Today, however, the definition of an adult in our society is fluid, to say the least. Not too long ago, it was a pretty cut-and-dried concept -- legal adulthood for various rights and privileges was 18 or 21, depending on the location. Or more typically, kids would graduate from college and then go out on their own to find jobs and rent cheap apartments.

Now, young people well into their 20s, if not older, regard the act of undertaking grown-up activities as something one does under duress, as if continuing a kind of lengthy childhood by playing games and dressing up in costumes is preferable to job, home and family responsibilities.

This mindset appears to be what the late-night shows seem to be responding to with their mindless game-playing.

Conan O'Brien's Gerber baby food taste-test notwithstanding, the late-night host who is the most afflicted with Peter Pan syndrome is Jimmy Fallon, 45, who only appears comfortable on his show when he is in the act of playing hyperactive games.

In the photo above from a recent show, he is perched atop an ice chest with wheels for some kind of race with a guest who happens to be a chef. Why anyone would want to watch a hyperactive man-child cavort in this way in the middle of the night before bedtime is a question to which I have no answer.

Suffice it to say, Fallon and his hijinks have made “The Tonight Show” -- which was once the pearl of NBC, late-night TV and to a great extent, TV in general -- into a second-rate also-ran in the late-night wars. He is the first host of this revered show to accomplish this.

When accidentally encountering him on the way to something else to watch, he is frequently engaged in these games with his guests, leading me to wonder why they agree to participate in these segments in the first place.

Can't they just say no? And if “The Tonight Show” won't take no for an answer, why not just pass on “The Tonight Show”? Appearing on late-night shows today does not have nearly the publicity power that it used to. So what's the point?

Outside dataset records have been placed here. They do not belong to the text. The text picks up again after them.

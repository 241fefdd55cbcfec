//! End-to-end tests: real `ipc_child` processes behind a process registry

use child_process_host::{
    ChildProcessHost, DefaultDelegate, Disposition, HostConfig, NotificationKind,
    ProcessNotification, ProcessObserver, ProcessRegistry, RouteListener, TraceCollection,
    TraceMessageFilter,
};
use core_types::{ChildProcessId, ProcessType, RoutingId};
use hostd::messages::{Burst, BurstItem, Crash, Echo, RequestShutdown, SendMalformed};
use ipc::{mailbox, IoThread, IpcConfig, Mailbox, MailboxSender, Message, ProxySender, TypedMessage};
use process_launcher::{CommandLine, ProcessLauncher, TerminationStatus};
use std::sync::Arc;
use std::time::{Duration, Instant};

const WAIT: Duration = Duration::from_secs(10);

struct Harness {
    // Dropped in order: hosts first, the I/O thread last.
    registry: ProcessRegistry,
    launcher: ProcessLauncher,
    io: IoThread,
    notifications: Mailbox<ProcessNotification>,
    seen: Vec<ProcessNotification>,
}

impl Harness {
    fn new(config: HostConfig) -> Self {
        let io = IoThread::start(IpcConfig::default()).unwrap();
        let launcher = ProcessLauncher::start().unwrap();
        let (tx, notifications) = mailbox();
        let mut registry = ProcessRegistry::new(config);
        let observer: Arc<dyn ProcessObserver> = Arc::new(tx);
        registry.add_observer(observer);
        Self {
            registry,
            launcher,
            io,
            notifications,
            seen: Vec::new(),
        }
    }

    fn default_config() -> HostConfig {
        HostConfig {
            termination_grace_ms: 5_000,
            ..HostConfig::default()
        }
    }

    /// Creates a host, lets `configure` prepare it, then launches `ipc_child`
    fn launch(&mut self, configure: impl FnOnce(&mut ChildProcessHost)) -> ChildProcessId {
        let id = self
            .registry
            .create_host(ProcessType::Utility, Box::new(DefaultDelegate));
        configure(self.registry.get_mut(id).unwrap());
        let command_line = CommandLine::new(env!("CARGO_BIN_EXE_ipc_child"));
        self.registry
            .launch(id, &self.io.handle(), &self.launcher, command_line)
            .unwrap();
        id
    }

    /// Pumps until `id` has produced a notification matching `pred`
    fn wait_for(
        &mut self,
        id: ChildProcessId,
        pred: impl Fn(&NotificationKind) -> bool,
    ) -> NotificationKind {
        let deadline = Instant::now() + WAIT;
        loop {
            if let Some(found) = self
                .seen
                .iter()
                .find(|n| n.id == id && pred(&n.kind))
            {
                return found.kind.clone();
            }
            assert!(Instant::now() < deadline, "timed out; saw {:?}", self.kinds(id));
            self.registry.pump(Duration::from_millis(50));
            self.seen.extend(self.notifications.drain());
        }
    }

    fn wait_connected(&mut self, id: ChildProcessId) {
        self.wait_for(id, |k| matches!(k, NotificationKind::Connected { .. }));
    }

    fn wait_disconnected(&mut self, id: ChildProcessId) -> process_launcher::TerminationInfo {
        match self.wait_for(id, |k| matches!(k, NotificationKind::Disconnected(_))) {
            NotificationKind::Disconnected(info) => info,
            _ => unreachable!(),
        }
    }

    fn kinds(&self, id: ChildProcessId) -> Vec<NotificationKind> {
        self.seen
            .iter()
            .filter(|n| n.id == id)
            .map(|n| n.kind.clone())
            .collect()
    }

    fn send(&mut self, id: ChildProcessId, message: Message) {
        assert!(self.registry.get_mut(id).unwrap().send(message));
    }
}

/// Forwards echoed text to a mailbox
struct EchoRoute(MailboxSender<String>);

impl RouteListener for EchoRoute {
    fn on_message_received(&mut self, message: &Message, _sender: &ProxySender) -> Disposition {
        match Echo::read(message) {
            Ok(echo) => {
                self.0.post(echo.text);
                Disposition::Handled
            }
            Err(_) => Disposition::BadMessage,
        }
    }
}

fn collect(registry: &mut ProcessRegistry, inbox: &Mailbox<String>, count: usize) -> Vec<String> {
    let mut texts = Vec::new();
    let done = registry.pump_until(WAIT, |_| {
        texts.extend(inbox.drain());
        texts.len() >= count
    });
    assert!(done, "only got {:?}", texts);
    texts
}

#[test]
fn test_trace_then_negotiated_shutdown() {
    let mut harness = Harness::new(Harness::default_config());
    let (trace_tx, traces) = mailbox::<TraceCollection>();
    let filter = TraceMessageFilter::new(trace_tx);
    assert!(filter.begin_tracing("ipc,host"));

    let id = harness.launch(|host| host.add_filter(filter.clone()));
    harness.wait_connected(id);

    assert!(filter.end_tracing());
    let trace = traces.recv_timeout(WAIT).expect("trace finished");
    assert!(trace.complete);
    assert_eq!(trace.fragments.len(), 2);
    assert!(trace.fragments.iter().any(|f| f == "categories=ipc,host"));
    assert!(!filter.is_tracing());

    harness.send(id, RequestShutdown {}.to_control().unwrap());
    let info = harness.wait_disconnected(id);
    assert_eq!(info.status, TerminationStatus::NormalExit);
    assert_eq!(info.exit_code, 0);
    assert!(!harness.registry.contains(id));

    let kinds = harness.kinds(id);
    assert!(kinds.contains(&NotificationKind::Closing), "no closing notice in {:?}", kinds);
    assert!(matches!(kinds.last(), Some(NotificationKind::Disconnected(_))));
}

#[test]
fn test_messages_queued_before_connect_arrive_in_order() {
    let mut harness = Harness::new(Harness::default_config());
    let (echo_tx, echoes) = mailbox();

    let id = harness.launch(|host| {
        let route = host.next_routing_id();
        assert!(host.add_route(route, Box::new(EchoRoute(echo_tx))));
        for text in ["one", "two", "three"] {
            let echo = Echo {
                text: text.to_string(),
            };
            assert!(host.send(echo.to_message(route).unwrap()));
        }
        assert_eq!(host.queued_messages(), 3);
    });

    let texts = collect(&mut harness.registry, &echoes, 3);
    assert_eq!(texts, vec!["one", "two", "three"]);
    assert_eq!(harness.registry.get(id).unwrap().queued_messages(), 0);
}

#[test]
fn test_child_burst_is_received_in_order() {
    let mut harness = Harness::new(Harness::default_config());
    let (seq_tx, seqs) = mailbox::<u32>();

    struct BurstDelegate(MailboxSender<u32>);

    impl child_process_host::ChildProcessHostDelegate for BurstDelegate {
        fn on_message_received(&mut self, message: &Message, _sender: &ProxySender) -> Disposition {
            match BurstItem::read(message) {
                Ok(item) if BurstItem::matches(message) => {
                    self.0.post(item.seq);
                    Disposition::Handled
                }
                _ => Disposition::Unhandled,
            }
        }
    }

    let id = harness
        .registry
        .create_host(ProcessType::Utility, Box::new(BurstDelegate(seq_tx)));
    harness
        .registry
        .launch(
            id,
            &harness.io.handle(),
            &harness.launcher,
            CommandLine::new(env!("CARGO_BIN_EXE_ipc_child")),
        )
        .unwrap();
    harness.send(id, Burst { count: 200 }.to_control().unwrap());

    let mut received = Vec::new();
    let done = harness.registry.pump_until(WAIT, |_| {
        received.extend(seqs.drain());
        received.len() >= 200
    });
    assert!(done);
    assert_eq!(received, (0..200).collect::<Vec<_>>());
}

#[test]
fn test_crash_is_classified() {
    let mut harness = Harness::new(Harness::default_config());
    let id = harness.launch(|_| {});
    harness.wait_connected(id);

    harness.send(id, Crash {}.to_control().unwrap());
    let info = harness.wait_disconnected(id);
    assert_eq!(info.status, TerminationStatus::Crashed);
    assert!(harness
        .kinds(id)
        .iter()
        .any(|k| matches!(k, NotificationKind::Crashed(_))));
    assert!(harness.registry.is_empty());
}

#[test]
fn test_malformed_message_kills_child() {
    let mut harness = Harness::new(Harness::default_config());
    let id = harness.launch(|_| {});
    harness.wait_connected(id);

    harness.send(id, SendMalformed {}.to_control().unwrap());
    let info = harness.wait_disconnected(id);
    assert_eq!(info.status, TerminationStatus::Killed);
    assert_eq!(info.exit_code, process_launcher::RESULT_CODE_KILLED_BAD_MESSAGE);
}

#[test]
fn test_fast_shutdown_reports_killed() {
    let mut harness = Harness::new(Harness::default_config());
    let id = harness.launch(|_| {});
    harness.wait_connected(id);

    assert!(harness.registry.get_mut(id).unwrap().fast_shutdown());
    let info = harness.wait_disconnected(id);
    assert_eq!(info.status, TerminationStatus::Killed);
    assert_eq!(info.exit_code, process_launcher::RESULT_CODE_KILLED);
}

#[test]
fn test_named_channel() {
    let dir = tempfile::tempdir().unwrap();
    let config = HostConfig {
        named_channel_dir: Some(dir.path().to_path_buf()),
        ..Harness::default_config()
    };
    let mut harness = Harness::new(config);
    let (echo_tx, echoes) = mailbox();

    let id = harness.launch(|host| {
        let route = host.next_routing_id();
        host.add_route(route, Box::new(EchoRoute(echo_tx)));
        let echo = Echo {
            text: "named".to_string(),
        };
        host.send(echo.to_message(route).unwrap());
    });

    assert_eq!(collect(&mut harness.registry, &echoes, 1), vec!["named"]);
    assert!(harness.registry.get(id).unwrap().peer_pid().is_some());
    assert!(dir.path().read_dir().unwrap().next().is_some());
}

#[test]
fn test_unrouted_message_is_dropped() {
    let mut harness = Harness::new(Harness::default_config());
    let (echo_tx, echoes) = mailbox();

    let id = harness.launch(|host| {
        let route = host.next_routing_id();
        host.add_route(route, Box::new(EchoRoute(echo_tx)));
        let stray = Echo {
            text: "stray".to_string(),
        };
        host.send(stray.to_message(RoutingId::new(99)).unwrap());
        let echo = Echo {
            text: "kept".to_string(),
        };
        host.send(echo.to_message(route).unwrap());
    });

    assert_eq!(collect(&mut harness.registry, &echoes, 1), vec!["kept"]);
    assert!(harness.registry.contains(id));
}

One theory: Somehow, celebrity publicists seem to have formed the impression that the stars must participate in these dumbed-down and unflattering situations in order to come across as relatable, in order to draw attention and expand their fanbases. This happens to be nonsense.

Like so much else on TV that is supposedly aimed at younger audiences, the constant, childish game-playing on the late-night shows is an insult to this very audience.

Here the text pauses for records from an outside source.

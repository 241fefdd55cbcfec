//! Crash classification of real children
//!
//! Every way a child can end maps to exactly one status, both for a bare
//! `ChildProcess` and through the registry's notifications.

use child_process_host::NotificationKind;
use core_types::{ChildProcessId, ProcessType};
use process_launcher::{
    spawn, ChildProcess, CommandLine, LaunchRequest, TerminationStatus, RESULT_CODE_KILLED,
};
use std::time::Duration;
use tests_resilience::{RegistryHarness, WAIT};

fn sh(script: &str) -> ChildProcess {
    let mut command_line = CommandLine::new("/bin/sh");
    command_line.append_arg("-c").append_arg(script);
    spawn(LaunchRequest::new(ChildProcessId::next(), command_line)).unwrap()
}

#[test]
fn test_exit_codes() {
    let info = sh("exit 0").wait_for_termination(WAIT);
    assert_eq!(info.status, TerminationStatus::NormalExit);
    assert_eq!(info.exit_code, 0);
    assert_eq!(info.signal, None);

    let info = sh("exit 7").wait_for_termination(WAIT);
    assert_eq!(info.status, TerminationStatus::AbnormalExit);
    assert_eq!(info.exit_code, 7);
}

#[test]
fn test_crash_signals() {
    for (signal, number) in [("SEGV", 11), ("ABRT", 6), ("ILL", 4), ("FPE", 8), ("TRAP", 5)] {
        let info = sh(&format!("kill -{} $$", signal)).wait_for_termination(WAIT);
        assert_eq!(info.status, TerminationStatus::Crashed, "SIG{}", signal);
        assert_eq!(info.signal, Some(number));
        assert_eq!(info.exit_code, 128 + number);
    }
}

#[test]
fn test_kill_signals() {
    for signal in ["KILL", "TERM"] {
        let info = sh(&format!("kill -{} $$", signal)).wait_for_termination(WAIT);
        assert_eq!(info.status, TerminationStatus::Killed, "SIG{}", signal);
    }
}

#[test]
fn test_other_signals_are_abnormal() {
    for signal in ["HUP", "USR1"] {
        let info = sh(&format!("kill -{} $$", signal)).wait_for_termination(WAIT);
        assert_eq!(info.status, TerminationStatus::AbnormalExit, "SIG{}", signal);
    }
}

#[test]
fn test_host_initiated_termination() {
    let mut child = sh("exec sleep 30");
    assert!(child.terminate(RESULT_CODE_KILLED));
    let info = child.wait_for_termination(WAIT);
    assert_eq!(info.status, TerminationStatus::Killed);
    assert_eq!(info.exit_code, RESULT_CODE_KILLED);

    // Already gone: nothing to kill.
    assert!(!child.terminate(RESULT_CODE_KILLED));
}

#[test]
fn test_still_running_after_grace() {
    let mut child = sh("exec sleep 30");
    let info = child.wait_for_termination(Duration::from_millis(50));
    assert_eq!(info.status, TerminationStatus::StillRunning);
    assert!(!child.has_exited());
}

#[test]
fn test_registry_reports_crash_before_disconnect() {
    let mut harness = RegistryHarness::new();
    let id = harness.launch_sh(ProcessType::Renderer, "sleep 0.2; kill -SEGV $$");
    harness.wait_launched(id);

    let info = harness.wait_disconnected(id);
    assert_eq!(info.status, TerminationStatus::Crashed);
    assert!(!harness.registry.contains(id));

    let kinds = harness.kinds(id);
    let crashed = kinds
        .iter()
        .position(|k| matches!(k, NotificationKind::Crashed(_)))
        .expect("crash notice");
    assert_eq!(crashed, kinds.len() - 2);
    assert!(matches!(kinds.last(), Some(NotificationKind::Disconnected(_))));
}

#[test]
fn test_registry_reports_abnormal_exit_without_crash() {
    let mut harness = RegistryHarness::new();
    let id = harness.launch_sh(ProcessType::Utility, "sleep 0.2; exit 4");
    harness.wait_launched(id);

    let info = harness.wait_disconnected(id);
    assert_eq!(info.status, TerminationStatus::AbnormalExit);
    assert_eq!(info.exit_code, 4);
    assert!(!harness
        .kinds(id)
        .iter()
        .any(|k| matches!(k, NotificationKind::Crashed(_) | NotificationKind::Killed(_))));
}

#[test]
fn test_registry_terminate_reports_killed() {
    let mut harness = RegistryHarness::new();
    let id = harness.launch_sh(ProcessType::Gpu, "exec sleep 30");
    harness.wait_launched(id);

    assert!(harness.registry.get_mut(id).unwrap().terminate(RESULT_CODE_KILLED));
    let info = harness.wait_disconnected(id);
    assert_eq!(info.status, TerminationStatus::Killed);
    assert_eq!(info.exit_code, RESULT_CODE_KILLED);
    assert!(harness
        .kinds(id)
        .iter()
        .any(|k| matches!(k, NotificationKind::Killed(_))));
}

While Fallon's game-playing might appeal to some who persist in living in their parents' basements until they are 30, some young people who are not just playing as adults evidently appreciate something smarter, which is likely why Stephen Colbert's “Late Show” on CBS is now the frontrunner in a time period in which NBC once had no peer.

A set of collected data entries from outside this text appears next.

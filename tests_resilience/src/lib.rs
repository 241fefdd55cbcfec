//! Resilience Test Utilities
//!
//! This crate provides shared utilities for resilience and integration tests.
//!
//! ## Test Philosophy
//!
//! - **Safety under faults**: hosts keep their invariants when children crash
//! - **Real transports**: every test runs over actual sockets and processes
//! - **No callbacks after teardown**: closed proxies and removed filters stay silent
//! - **Consistency**: the registry never reports a host it has already removed

use child_process_host::{
    DefaultDelegate, HostConfig, NotificationKind, ProcessNotification, ProcessObserver,
    ProcessRegistry,
};
use core_types::{ChildProcessId, ProcessType, RoutingId};
use ipc::{
    mailbox, socket_pair, ChannelEvent, ChannelProxy, IoHandle, IoThread, IpcConfig, Mailbox,
    Message, MessageFilter, MessageType, Mode, ProxySender, TypedMessage,
};
use parking_lot::Mutex;
use process_launcher::{CommandLine, ProcessLauncher};
use serde::{Deserialize, Serialize};
use std::sync::Arc;
use std::time::{Duration, Instant};

/// Generous bound for anything that should happen "soon"
pub const WAIT: Duration = Duration::from_secs(10);

/// Namespace for test traffic
pub const TEST_NAMESPACE: u16 = 0x7F00;

/// Numbered test message, tagged with the thread that sent it
#[derive(Debug, Clone, Copy, PartialEq, Eq, Serialize, Deserialize)]
pub struct Ping {
    pub sender: u32,
    pub seq: u32,
}

impl TypedMessage for Ping {
    const TYPE: MessageType = MessageType::new(TEST_NAMESPACE, 1);
}

/// Second message type, so filters can claim one and not the other
#[derive(Debug, Clone, PartialEq, Eq, Serialize, Deserialize)]
pub struct Note {
    pub text: String,
}

impl TypedMessage for Note {
    const TYPE: MessageType = MessageType::new(TEST_NAMESPACE, 2);
}

pub fn ping(sender: u32, seq: u32) -> Message {
    Ping { sender, seq }
        .to_message(RoutingId::new(1))
        .unwrap()
}

pub fn note(text: &str) -> Message {
    Note {
        text: text.to_string(),
    }
    .to_message(RoutingId::new(1))
    .unwrap()
}

pub fn start_io() -> IoThread {
    IoThread::start(IpcConfig::default()).unwrap()
}

/// Two connected proxies on one I/O thread, each with an event mailbox
pub struct ProxyPair {
    pub server: ChannelProxy,
    pub server_events: Mailbox<ChannelEvent>,
    pub client: ChannelProxy,
    pub client_events: Mailbox<ChannelEvent>,
}

/// Builds a socket-pair channel; `server_filters` are given before the
/// channel reaches the I/O thread
pub fn proxy_pair(io: &IoHandle, server_filters: Vec<Arc<dyn MessageFilter>>) -> ProxyPair {
    let (server_fd, client_fd) = socket_pair().unwrap();
    let (server_tx, server_events) = mailbox();
    let (client_tx, client_events) = mailbox();

    let mut builder = ChannelProxy::builder(ipc::ChannelHandle::Socket(server_fd), Mode::Server)
        .mailbox(server_tx);
    for filter in server_filters {
        builder = builder.filter(filter);
    }
    let server = builder.build(io).unwrap();
    let client = ChannelProxy::builder(ipc::ChannelHandle::Socket(client_fd), Mode::Client)
        .mailbox(client_tx)
        .build(io)
        .unwrap();

    ProxyPair {
        server,
        server_events,
        client,
        client_events,
    }
}

/// Waits for the next `Connected` event, skipping nothing else
pub fn wait_connected(events: &Mailbox<ChannelEvent>) -> i32 {
    match events.recv_timeout(WAIT) {
        Some(ChannelEvent::Connected { peer_pid }) => peer_pid,
        other => panic!("expected connection, got {:?}", other),
    }
}

/// Next message event, skipping connection notices
pub fn next_message(events: &Mailbox<ChannelEvent>, timeout: Duration) -> Option<Message> {
    let deadline = Instant::now() + timeout;
    loop {
        match events.recv_deadline(deadline)? {
            ChannelEvent::Message(message) => return Some(message),
            ChannelEvent::Connected { .. } => continue,
            ChannelEvent::Error => return None,
        }
    }
}

/// Waits for the channel error event
pub fn wait_error(events: &Mailbox<ChannelEvent>) -> bool {
    let deadline = Instant::now() + WAIT;
    while let Some(event) = events.recv_deadline(deadline) {
        if matches!(event, ChannelEvent::Error) {
            return true;
        }
    }
    false
}

/// Polls `done` until it holds or [`WAIT`] passes
pub fn eventually(mut done: impl FnMut() -> bool) -> bool {
    let deadline = Instant::now() + WAIT;
    while Instant::now() < deadline {
        if done() {
            return true;
        }
        std::thread::sleep(Duration::from_millis(5));
    }
    done()
}

/// Filter that logs every callback and claims one message type
pub struct RecordingFilter {
    name: &'static str,
    claims: Option<MessageType>,
    log: Arc<Mutex<Vec<String>>>,
    sender: Mutex<Option<ProxySender>>,
}

impl RecordingFilter {
    pub fn new(
        name: &'static str,
        claims: Option<MessageType>,
        log: Arc<Mutex<Vec<String>>>,
    ) -> Arc<Self> {
        Arc::new(Self {
            name,
            claims,
            log,
            sender: Mutex::new(None),
        })
    }

    pub fn sender(&self) -> Option<ProxySender> {
        self.sender.lock().clone()
    }

    fn record(&self, what: impl std::fmt::Display) {
        self.log.lock().push(format!("{}:{}", self.name, what));
    }
}

impl MessageFilter for RecordingFilter {
    fn on_filter_added(&self, sender: ProxySender) {
        *self.sender.lock() = Some(sender);
        self.record("added");
    }

    fn on_filter_removed(&self) {
        self.record("removed");
    }

    fn on_channel_connected(&self, _peer_pid: i32) {
        self.record("connected");
    }

    fn on_channel_error(&self) {
        self.record("error");
    }

    fn on_channel_closing(&self) {
        self.record("closing");
    }

    fn on_message_received(&self, message: &Message) -> bool {
        self.record(message.message_type());
        self.claims == Some(message.message_type())
    }
}

/// Entries of `log` that start with `name:`
pub fn entries(log: &Mutex<Vec<String>>, name: &str) -> Vec<String> {
    let prefix = format!("{}:", name);
    log.lock()
        .iter()
        .filter_map(|entry| entry.strip_prefix(&prefix).map(str::to_string))
        .collect()
}

/// A registry with its I/O thread and launcher, recording every notification
pub struct RegistryHarness {
    // Dropped in order: hosts first, the I/O thread last.
    pub registry: ProcessRegistry,
    pub launcher: ProcessLauncher,
    pub io: IoThread,
    notifications: Mailbox<ProcessNotification>,
    pub seen: Vec<ProcessNotification>,
}

impl RegistryHarness {
    pub fn new() -> Self {
        Self::with_config(HostConfig {
            termination_grace_ms: 5_000,
            ..HostConfig::default()
        })
    }

    pub fn with_config(config: HostConfig) -> Self {
        let (tx, notifications) = mailbox();
        let mut registry = ProcessRegistry::new(config);
        let observer: Arc<dyn ProcessObserver> = Arc::new(tx);
        registry.add_observer(observer);
        Self {
            registry,
            launcher: ProcessLauncher::start().unwrap(),
            io: start_io(),
            notifications,
            seen: Vec::new(),
        }
    }

    /// Launches `/bin/sh -c script` as a host of `process_type`
    pub fn launch_sh(&mut self, process_type: ProcessType, script: &str) -> ChildProcessId {
        let id = self
            .registry
            .create_host(process_type, Box::new(DefaultDelegate));
        let mut command_line = CommandLine::new("/bin/sh");
        command_line.append_arg("-c").append_arg(script);
        self.registry
            .launch(id, &self.io.handle(), &self.launcher, command_line)
            .unwrap();
        id
    }

    /// Pumps until the launcher reported `id` as started
    pub fn wait_launched(&mut self, id: ChildProcessId) {
        self.wait_for(id, |k| matches!(k, NotificationKind::Launched { .. }));
    }

    /// Pumps until `id` has produced a notification matching `pred`
    pub fn wait_for(
        &mut self,
        id: ChildProcessId,
        pred: impl Fn(&NotificationKind) -> bool,
    ) -> NotificationKind {
        let deadline = Instant::now() + WAIT;
        loop {
            self.collect();
            if let Some(found) = self.seen.iter().find(|n| n.id == id && pred(&n.kind)) {
                return found.kind.clone();
            }
            assert!(Instant::now() < deadline, "timed out; saw {:?}", self.kinds(id));
            self.registry.pump(Duration::from_millis(20));
        }
    }

    pub fn wait_disconnected(&mut self, id: ChildProcessId) -> process_launcher::TerminationInfo {
        match self.wait_for(id, |k| matches!(k, NotificationKind::Disconnected(_))) {
            NotificationKind::Disconnected(info) => info,
            other => panic!("unexpected {:?}", other),
        }
    }

    /// Moves delivered notifications into `seen`
    pub fn collect(&mut self) {
        self.seen.extend(self.notifications.drain());
    }

    pub fn kinds(&self, id: ChildProcessId) -> Vec<NotificationKind> {
        self.seen
            .iter()
            .filter(|n| n.id == id)
            .map(|n| n.kind.clone())
            .collect()
    }
}

impl Default for RegistryHarness {
    fn default() -> Self {
        Self::new()
    }
}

The point is that, increasingly, the late-night hosts as a group are all well into adulthood. And so are their audiences. But the hosts seem resistant to growing up.

News flash: Plenty of comedy can be found in the lives and concerns of actual adults. Most adults, at least those who have moved out of their parents' basements, are not playing games like children either. Instead, they are having them.

It is high time for the baby-food eaters of late-night TV to grow up.